The implementation of the prebid.js wrapper is in theory not very complicated. In reality, it is very time-consuming and involves regularly mobilizing an IT team for which the advertising component is not always the priority. This is all the heavier as the workload is not limited to implementation, it is constant, depending on the updates of the wrapper or the integration of new partners. That's why we used Hubvisor's managed services offering, which handles all these aspects seamlessly with its client-side wrapper.
You have launched an advertising linkage offer, called 20 Minutes Puissance 3, with your two West France shareholders and the Rossel group (Voix du Nord Group, Union …). Are we in the same logic as Skyline, the offer announced by Le Monde and Le Figaro in July 2017, to weigh more together?
Rather than a Skyline-type business alliance, I would say that it is a technological alliance since this decision to join forces with our shareholders has materialized through the choice of a common seat within the platform. Google advertising that combines adserver and SSP. It's not neutral for 20 Minutes that was historically at Smart. It took a migration to Google almost a year and a half ago.
"With the inventory of Ouest France and Rossel, we move to nearly 25 million unique monthly visitors"
But it is indeed about weighing more together. This is why 20 Minutes supports, in passing, the over-the-counter sales and programmatic deals of the pubs inventories of Rossel and Ouest France at the national level. Rossel and Ouest France will market the bouquet locally. This alliance will enable us to increase from 16 million to nearly 25 million unique monthly visitors according to Médiamétrie // Netratings. This is essential in a market where reach is crucial to weigh in advertising plans.

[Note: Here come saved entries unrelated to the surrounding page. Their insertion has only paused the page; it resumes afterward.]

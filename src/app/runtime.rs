use std::io::{self, IsTerminal};
use std::sync::Arc;

use anyhow::{Context, Result, bail};
use clap::Parser;
use download_tarball::{
    HttpClient, Pipeline, ProcessInstaller, RunReport, ScratchDir, read_manifest, run_all,
};
use tracing::{debug, info, warn};

use crate::app::{config_runtime, exit_handler, terminal};
use crate::cli::Args;
use crate::{ProcessExit, app_config, output};

pub(crate) async fn run_installer() -> Result<ProcessExit> {
    let args = Args::parse();

    let loaded = app_config::load_default_file_config()?;
    let settings = config_runtime::resolve_settings(&args, loaded.config.as_ref());

    let no_color = terminal::is_no_color_requested(args.no_color);
    terminal::init_tracing(settings.log_level, no_color);

    debug!(?args, "CLI arguments parsed");
    if let Some(config) = &loaded.config
        && let Some(path) = &loaded.path
    {
        debug!(
            config = %path.display(),
            verbosity = config
                .verbosity
                .map_or("unset", app_config::VerbositySetting::as_str),
            "Configuration file loaded"
        );
    }

    let packages = if let Some(package) = &args.package {
        vec![package.clone()]
    } else if let Some(path) = &args.requirements {
        read_manifest(path).with_context(|| {
            format!("Could not load requirements file '{}'", path.display())
        })?
    } else {
        bail!("Either --package or --requirements is required");
    };

    if packages.is_empty() {
        info!("No packages to install");
        return Ok(ProcessExit::Success);
    }

    let scratch = ScratchDir::new().context("Failed to create scratch directory")?;
    let show_progress = terminal::should_show_progress(
        io::stderr().is_terminal(),
        settings.quiet,
        terminal::is_dumb_terminal(),
    );
    let client = HttpClient::new_with_timeouts(
        settings.http_timeouts.connect_secs,
        settings.http_timeouts.read_secs,
    )
    .with_progress(show_progress);
    let pipeline = Pipeline::new(
        client,
        settings.index.clone(),
        Arc::new(ProcessInstaller::new()),
        settings.install.clone(),
    );

    info!(
        packages = packages.len(),
        policy = ?settings.policy,
        scratch = %scratch.path().display(),
        "Starting install"
    );

    let report: Option<RunReport> = tokio::select! {
        report = run_all(&pipeline, &packages, scratch.path(), settings.policy) => Some(report),
        () = wait_for_interrupt() => None,
    };

    if report.is_none() {
        pipeline.extract_gate().cancel_and_wait().await;
    }
    // Failures are logged inside cleanup; the run outcome stands either way.
    let _ = scratch.cleanup();

    let Some(report) = report else {
        warn!("Interrupted, remaining packages were not installed");
        return Ok(ProcessExit::Failure);
    };

    output::print_summary(&report);

    Ok(exit_handler::determine_exit_outcome(
        report.installed_count(),
        report.failed_count() + report.skipped.len(),
    ))
}

/// Resolves on Ctrl-C. Never resolves if the signal cannot be installed.
async fn wait_for_interrupt() {
    if let Err(e) = tokio::signal::ctrl_c().await {
        debug!(error = %e, "Interrupt handler unavailable");
        std::future::pending::<()>().await;
    }
}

Is it the same logic that dictates your decision to replace the Freewheel video player with that of Digiteka, in which your two shareholders also took a majority stake?
We have indeed migrated technically and commercially on the Digiteka platform where the video inventories of Rossel and Ouest France are also available. The technological independence of a media group is its strength, hence the importance of having its own player. It allows him to regain his technological sovereignty.
Regaining sovereignty also means limiting the number of sub-managers with whom you work?
All our decisions are motivated by the desire to regain control of a significant part of our turnover, advertising. This is the reason for the use of header bidding and it is also the reason for our decision to limit collaborations with sub-managers. We keep some like Taboola, Teads or Mobvalue and we will delete others. The value of a location lies in its rarity. An inventory accessible from everywhere is no longer so attractive. But to be able to handle this subject of monetization autonomously, one must be staffed accordingly. For the past year, we have been strengthening our recruitment and training so that all our employees are ready.